→ **Action item**: In the data below, how many lines contain the word "pass"? Answer with the number alone.

-------

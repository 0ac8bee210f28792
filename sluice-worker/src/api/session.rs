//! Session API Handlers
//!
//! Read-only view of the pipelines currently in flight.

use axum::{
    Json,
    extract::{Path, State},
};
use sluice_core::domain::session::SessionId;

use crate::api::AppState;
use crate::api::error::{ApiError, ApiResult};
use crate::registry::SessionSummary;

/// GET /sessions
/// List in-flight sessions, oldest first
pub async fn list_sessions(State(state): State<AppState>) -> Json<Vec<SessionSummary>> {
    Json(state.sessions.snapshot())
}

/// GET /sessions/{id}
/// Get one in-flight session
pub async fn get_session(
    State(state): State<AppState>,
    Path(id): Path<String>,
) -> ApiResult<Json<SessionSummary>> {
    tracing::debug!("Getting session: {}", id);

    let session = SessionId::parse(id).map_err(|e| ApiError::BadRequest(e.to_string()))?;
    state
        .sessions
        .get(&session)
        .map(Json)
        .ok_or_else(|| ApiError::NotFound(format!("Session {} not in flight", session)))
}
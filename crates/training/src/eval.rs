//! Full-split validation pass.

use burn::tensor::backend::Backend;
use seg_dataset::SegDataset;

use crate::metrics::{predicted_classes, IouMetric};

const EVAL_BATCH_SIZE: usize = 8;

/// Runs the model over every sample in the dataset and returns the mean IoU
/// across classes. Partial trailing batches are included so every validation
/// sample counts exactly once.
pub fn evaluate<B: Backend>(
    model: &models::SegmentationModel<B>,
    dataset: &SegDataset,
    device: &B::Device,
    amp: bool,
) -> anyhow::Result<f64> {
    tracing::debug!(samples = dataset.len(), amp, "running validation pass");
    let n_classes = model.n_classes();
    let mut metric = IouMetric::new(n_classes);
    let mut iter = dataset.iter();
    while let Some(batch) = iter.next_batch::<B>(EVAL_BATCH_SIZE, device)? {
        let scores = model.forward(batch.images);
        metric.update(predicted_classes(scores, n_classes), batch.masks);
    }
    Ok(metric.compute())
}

-------

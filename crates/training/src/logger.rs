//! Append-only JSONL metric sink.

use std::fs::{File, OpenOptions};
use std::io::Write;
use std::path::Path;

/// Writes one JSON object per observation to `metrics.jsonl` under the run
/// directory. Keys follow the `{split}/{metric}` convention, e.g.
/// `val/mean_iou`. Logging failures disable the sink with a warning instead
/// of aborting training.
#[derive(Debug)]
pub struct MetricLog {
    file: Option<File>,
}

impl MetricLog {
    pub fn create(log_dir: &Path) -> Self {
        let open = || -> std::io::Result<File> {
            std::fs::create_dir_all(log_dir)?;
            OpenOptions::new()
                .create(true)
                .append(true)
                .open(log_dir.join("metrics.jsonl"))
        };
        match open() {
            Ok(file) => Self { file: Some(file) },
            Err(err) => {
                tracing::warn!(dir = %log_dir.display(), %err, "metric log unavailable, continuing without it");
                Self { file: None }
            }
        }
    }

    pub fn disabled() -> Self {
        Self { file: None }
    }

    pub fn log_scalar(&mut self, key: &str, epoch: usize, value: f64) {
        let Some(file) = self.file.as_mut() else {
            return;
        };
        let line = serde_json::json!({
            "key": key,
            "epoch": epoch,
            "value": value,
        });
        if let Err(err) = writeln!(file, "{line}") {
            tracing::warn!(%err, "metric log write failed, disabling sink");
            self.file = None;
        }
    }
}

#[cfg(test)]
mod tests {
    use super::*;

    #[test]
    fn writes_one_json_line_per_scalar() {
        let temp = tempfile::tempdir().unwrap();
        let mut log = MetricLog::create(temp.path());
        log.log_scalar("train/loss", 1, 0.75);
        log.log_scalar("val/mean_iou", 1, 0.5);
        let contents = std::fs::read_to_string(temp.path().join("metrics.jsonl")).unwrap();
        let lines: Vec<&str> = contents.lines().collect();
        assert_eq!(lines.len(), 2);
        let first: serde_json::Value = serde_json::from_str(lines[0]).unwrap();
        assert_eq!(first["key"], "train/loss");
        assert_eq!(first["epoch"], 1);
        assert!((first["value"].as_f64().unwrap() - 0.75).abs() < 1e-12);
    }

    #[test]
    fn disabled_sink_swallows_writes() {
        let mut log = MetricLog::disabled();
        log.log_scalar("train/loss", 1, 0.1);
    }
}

-------

→ **Output**: 2